Statistics Indian Statistical Service Part 3 Question-7 Solved Solution

SOURAV DAS
Mar 24, 2023
8 min read

Updated: Apr 4, 2023

(i) Define endogenous variables, exogenous variables, and predetermined

variables.

Endogenous variables, exogenous variables, and predetermined variables are terms used in the context of econometrics, which is a branch of economics that deals with the statistical analysis of economic data.

Endogenous variables are those variables that are affected by other variables in the system being studied. They are typically the variables of interest in the analysis, as they are the ones that we want to understand and explain. For example, in a model of the labor market, the wage rate could be an endogenous variable because it is affected by other variables such as labor supply and demand.

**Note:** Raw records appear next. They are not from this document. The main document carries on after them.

//! # Upload Coordinator
//!
//! Sends captured receipts to the storage provider.
//!
//! ## Workflow
//!
//! 1. Validate the destination name
//! 2. Ask the session for credentials; without them the job fails as
//!    `NotConnected` and the user is asked to reconnect, no network call made
//! 3. Refresh the token first if it is about to expire and can be refreshed
//! 4. Upload to `<remote_folder>/<destination_name>`. The call is not
//!    bounded by a timeout; an in-flight upload always reaches a terminal state
//! 5. Classify the outcome. An auth-invalid answer ends the session unless
//!    the credential was replaced meanwhile; a transient one fails the job
//!    without retrying
//!
//! Every step emits an `UploadEvent` on the event bus.

use crate::error::UploadFailure;
use crate::job::{validate_destination_name, UploadJob};
use bridge_traits::provider::{ProviderClient, ProviderError};
use bridge_traits::clock::Clock;
use bytes::Bytes;
use core_auth::{AuthError, Credentials, SessionStateMachine, TransitionOutcome};
use core_runtime::config::UploadConfig;
use core_runtime::events::{CoreEvent, EventBus, SessionEvent, UploadEvent};
use std::sync::Arc;
use tracing::{debug, error, info, instrument, warn};

/// Coordinates uploads against the current session
pub struct UploadCoordinator {
    session: SessionStateMachine,
    provider: Arc<dyn ProviderClient>,
    event_bus: EventBus,
    clock: Arc<dyn Clock>,
    config: UploadConfig,
}

impl UploadCoordinator {
    pub fn new(
        session: SessionStateMachine,
        provider: Arc<dyn ProviderClient>,
        event_bus: EventBus,
        clock: Arc<dyn Clock>,
        config: UploadConfig,
    ) -> Self {
        Self {
            session,
            provider,
            event_bus,
            clock,
            config,
        }
    }

    /// Remote path a destination name is uploaded to
    pub fn remote_path(&self, destination_name: &str) -> String {
        format!(
            "{}/{}",
            self.config.remote_folder.trim_end_matches('/'),
            destination_name
        )
    }

    /// Uploads `bytes` as `destination_name` and returns the finished job.
    ///
    /// Uploads are addressed by path: submitting the same destination name
    /// again overwrites the remote file. Each call creates a new job; a
    /// failed job is never retried automatically.
    #[instrument(skip(self, bytes), fields(size = bytes.len()))]
    pub async fn submit(&self, bytes: Bytes, destination_name: &str) -> UploadJob {
        let mut job = UploadJob::new(bytes, destination_name, self.clock.now());

        if let Err(e) = validate_destination_name(destination_name) {
            warn!(error = %e, "Rejecting upload");
            return self.finish_failed(job, UploadFailure::Other(e.to_string()));
        }

        let credentials = match self.credentials().await {
            Ok(credentials) => credentials,
            Err(failure) => return self.finish_failed(job, failure),
        };

        if let Err(e) = job.start() {
            error!(error = %e, "Upload job could not start");
            return job;
        }
        let _ = self.event_bus.emit(CoreEvent::Upload(UploadEvent::Started {
            job_id: job.id.to_string(),
            destination_name: job.destination_name.clone(),
        }));

        // Runs to completion once in flight; only validation and refresh are time-bounded.
        let remote_path = self.remote_path(destination_name);
        let result = self
            .provider
            .upload(credentials.token.secret(), &remote_path, job.bytes.clone())
            .await;

        match result {
            Ok(stored_path) => {
                if let Err(e) = job.succeed(stored_path.clone()) {
                    error!(error = %e, "Upload job could not complete");
                    return job;
                }
                info!(job_id = %job.id, remote_path = %stored_path, "Upload succeeded");
                let _ = self.event_bus.emit(CoreEvent::Upload(UploadEvent::Succeeded {
                    job_id: job.id.to_string(),
                    remote_path: stored_path,
                }));
                job
            }
            Err(ProviderError::AuthInvalid(reason)) => {
                warn!(job_id = %job.id, "Provider rejected the token during upload");
                match self
                    .session
                    .explicit_validation_failed(reason, credentials.generation)
                {
                    TransitionOutcome::Stale { .. } => {
                        // The credential was replaced while the upload ran
                        self.finish_failed(
                            job,
                            UploadFailure::Transient(
                                "credential changed during upload".to_string(),
                            ),
                        )
                    }
                    _ => self.finish_failed(job, UploadFailure::AuthExpired),
                }
            }
            Err(ProviderError::Transient(reason)) => {
                self.finish_failed(job, UploadFailure::Transient(reason))
            }
            Err(ProviderError::Other(reason)) => {
                self.finish_failed(job, UploadFailure::Other(reason))
            }
        }
    }

    /// Credentials for the upload, refreshed first when close to expiry.
    async fn credentials(&self) -> Result<Credentials, UploadFailure> {
        let credentials = self.session.request_credentials().map_err(|_| {
            self.reconnect_required("Not connected");
            UploadFailure::NotConnected
        })?;

        let refresh_buffer = chrono::Duration::from_std(self.session.config().refresh_buffer)
            .unwrap_or_else(|_| chrono::Duration::minutes(5));
        let expiring = credentials
            .token
            .expires_within(self.clock.now(), refresh_buffer);

        if !expiring || credentials.token.refresh_token().is_none() {
            return Ok(credentials);
        }

        debug!("Token expires soon, refreshing before upload");
        match self.session.refresh().await {
            Ok(_) => {}
            Err(AuthError::AuthExpired(_)) => return Err(UploadFailure::AuthExpired),
            Err(e) => warn!(error = %e, "Refresh before upload failed, using current token"),
        }

        self.session.request_credentials().map_err(|_| {
            self.reconnect_required("Not connected");
            UploadFailure::NotConnected
        })
    }

    fn reconnect_required(&self, reason: &str) {
        let _ = self
            .event_bus
            .emit(CoreEvent::Session(SessionEvent::ReconnectRequired {
                reason: reason.to_string(),
            }));
    }

    fn finish_failed(&self, mut job: UploadJob, failure: UploadFailure) -> UploadJob {
        warn!(job_id = %job.id, reason = %failure, "Upload failed");

        let requires_reconnect = failure.requires_reconnect();
        let message = failure.to_string();
        if let Err(e) = job.fail(failure) {
            error!(error = %e, "Upload job could not be marked failed");
            return job;
        }

        let _ = self.event_bus.emit(CoreEvent::Upload(UploadEvent::Failed {
            job_id: job.id.to_string(),
            message,
            requires_reconnect,
        }));
        job
    }
}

Exogenous variables, on the other hand, are variables that are not affected by other variables in the system. They are typically used as explanatory variables in the analysis, as they can help us to understand the behavior of the endogenous variables. For example, in a model of the labor market, the unemployment rate could be an exogenous variable because it is not affected by the wage rate.

Predetermined variables are variables that are fixed at the time when the endogenous variables are determined. They are typically used to account for the fact that the endogenous variables are not independent of past values of themselves or other variables. For example, in a model of investment, the level of capital stock could be a predetermined variable because it is fixed at the time when investment decisions are made.

(ii) Consider the general structural form of simultaneous equations model and explain the problem of identification using its likelihood function.

The general structural form of a simultaneous equations model can be written as:

y = Ax + Bu + e

where y is a vector of endogenous variables, x is a vector of exogenous variables, u is a vector of other exogenous variables or random errors, A and B are matrices of coefficients, and e is a vector of random errors. This equation represents a system of equations where the endogenous variables are simultaneously determined.

The problem of identification in a simultaneous equations model arises because the coefficients of the model cannot be estimated without some additional assumptions or restrictions. This is because each endogenous variable in the system is determined by both the exogenous variables and the other endogenous variables, making it impossible to separately identify the effects of each variable on the others.

One approach to address the problem of identification is to impose exogeneity assumptions on some of the variables in the model. This means assuming that some of the variables are not affected by the other endogenous variables in the system. This assumption allows us to use those variables as instruments to estimate the coefficients of the other variables. However, this approach requires a priori knowledge of the variables that are exogenous, which may not always be available.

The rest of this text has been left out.